• **What the task asks**
Check each line of the listing below for the string "bool", then copy every line that has it.

• **Raw data**

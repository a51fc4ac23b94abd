//! Typing indicator state
//!
//! Local side: a single debounce deadline. The first keystroke of a burst
//! emits "typing", every keystroke pushes the deadline out, and the deadline
//! passing emits "stop typing" exactly once.
//!
//! Remote side: one indicator per sender, refreshed on every "typing" signal
//! and expired after a silence timeout in case "stop typing" never arrives.

use std::collections::HashMap;
use std::time::{Duration, Instant};

use crate::types::UserId;

/// What a keystroke requires from the caller
#[derive(Debug, Clone, Copy, PartialEq, Eq)]
pub enum Keystroke {
    /// First keystroke of a burst; emit "typing"
    Started,
    /// Burst already announced; deadline extended
    Extended,
}

#[derive(Debug)]
pub struct TypingState {
    debounce: Duration,
    silence_timeout: Duration,
    /// Deadline of the outstanding local "stop typing"
    local_deadline: Option<Instant>,
    /// Remote senders currently shown as typing, with last refresh time
    remote: HashMap<UserId, Instant>,
}

impl TypingState {
    pub fn new(debounce: Duration, silence_timeout: Duration) -> Self {
        Self {
            debounce,
            silence_timeout,
            local_deadline: None,
            remote: HashMap::new(),
        }
    }

    /// Record a local keystroke at `now`
    pub fn keystroke(&mut self, now: Instant) -> Keystroke {
        let started = self.local_deadline.is_none();
        self.local_deadline = Some(now + self.debounce);
        if started {
            Keystroke::Started
        } else {
            Keystroke::Extended
        }
    }

    /// Cancel the local timer
    ///
    /// Returns true if a burst was in progress (caller may emit "stop typing").
    pub fn cancel_local(&mut self) -> bool {
        self.local_deadline.take().is_some()
    }

    /// Fire the local timer if its deadline has passed
    pub fn expire_local(&mut self, now: Instant) -> bool {
        match self.local_deadline {
            Some(deadline) if deadline <= now => {
                self.local_deadline = None;
                true
            }
            _ => false,
        }
    }

    /// Remote "typing" from `user`; true if the indicator was newly shown
    pub fn remote_started(&mut self, user: UserId, now: Instant) -> bool {
        self.remote.insert(user, now).is_none()
    }

    /// Remote "stop typing" (or a message) from `user`; true if an indicator was removed
    pub fn remote_stopped(&mut self, user: UserId) -> bool {
        self.remote.remove(&user).is_some()
    }

    /// Drop remote indicators not refreshed within the silence timeout
    pub fn expire_remote(&mut self, now: Instant) -> Vec<UserId> {
        let timeout = self.silence_timeout;
        let mut expired: Vec<UserId> = self
            .remote
            .iter()
            .filter(|(_, seen)| now.saturating_duration_since(**seen) >= timeout)
            .map(|(user, _)| *user)
            .collect();
        expired.sort();

        for user in &expired {
            self.remote.remove(user);
        }
        expired
    }

    /// Remove every remote indicator, returning who was shown
    pub fn clear_remote(&mut self) -> Vec<UserId> {
        let mut users: Vec<UserId> = self.remote.drain().map(|(user, _)| user).collect();
        users.sort();
        users
    }

    /// Earliest instant at which a timer needs servicing
    pub fn next_deadline(&self) -> Option<Instant> {
        let remote = self.remote.values().map(|seen| *seen + self.silence_timeout).min();
        match (self.local_deadline, remote) {
            (Some(a), Some(b)) => Some(a.min(b)),
            (a, b) => a.or(b),
        }
    }
}

#[cfg(test)]
mod tests {
    use super::*;

    fn state() -> TypingState {
        TypingState::new(Duration::from_millis(1000), Duration::from_secs(5))
    }

    #[test]
    fn test_burst_announced_once() {
        let mut typing = state();
        let t0 = Instant::now();

        assert_eq!(typing.keystroke(t0), Keystroke::Started);
        assert_eq!(typing.keystroke(t0 + Duration::from_millis(300)), Keystroke::Extended);
        assert_eq!(typing.keystroke(t0 + Duration::from_millis(600)), Keystroke::Extended);
        assert_eq!(typing.next_deadline(), Some(t0 + Duration::from_millis(1600)));
    }

    #[test]
    fn test_each_keystroke_restarts_deadline() {
        let mut typing = state();
        let t0 = Instant::now();

        typing.keystroke(t0);
        typing.keystroke(t0 + Duration::from_millis(800));

        // Original deadline passed, restarted one has not
        assert!(!typing.expire_local(t0 + Duration::from_millis(1200)));
        assert!(typing.expire_local(t0 + Duration::from_millis(1800)));
        assert!(!typing.expire_local(t0 + Duration::from_millis(5000)));
    }

    #[test]
    fn test_cancel_local() {
        let mut typing = state();
        assert!(!typing.cancel_local());

        typing.keystroke(Instant::now());
        assert!(typing.cancel_local());
        assert!(typing.next_deadline().is_none());
    }

    #[test]
    fn test_remote_indicator_lifecycle() {
        let mut typing = state();
        let t0 = Instant::now();

        assert!(typing.remote_started(UserId(7), t0));
        assert!(!typing.remote_started(UserId(7), t0 + Duration::from_secs(1)));
        assert_eq!(typing.next_deadline(), Some(t0 + Duration::from_secs(6)));

        assert!(typing.remote_stopped(UserId(7)));
        assert!(!typing.remote_stopped(UserId(7)));
    }

    #[test]
    fn test_remote_silence_expiry() {
        let mut typing = state();
        let t0 = Instant::now();

        typing.remote_started(UserId(7), t0);
        typing.remote_started(UserId(8), t0 + Duration::from_secs(3));

        assert!(typing.expire_remote(t0 + Duration::from_secs(4)).is_empty());
        assert_eq!(typing.expire_remote(t0 + Duration::from_secs(5)), vec![UserId(7)]);
        assert_eq!(typing.clear_remote(), vec![UserId(8)]);
    }

    #[test]
    fn test_next_deadline_is_earliest() {
        let mut typing = state();
        let t0 = Instant::now();
        assert!(typing.next_deadline().is_none());

        typing.remote_started(UserId(7), t0);
        assert_eq!(typing.next_deadline(), Some(t0 + Duration::from_secs(5)));

        typing.keystroke(t0);
        assert_eq!(typing.next_deadline(), Some(t0 + Duration::from_millis(1000)));
    }
}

• **Exercise answer**
    pub fn cancel_local(&mut self) -> bool {
    pub fn expire_local(&mut self, now: Instant) -> bool {
    pub fn remote_started(&mut self, user: UserId, now: Instant) -> bool {
    pub fn remote_stopped(&mut self, user: UserId) -> bool {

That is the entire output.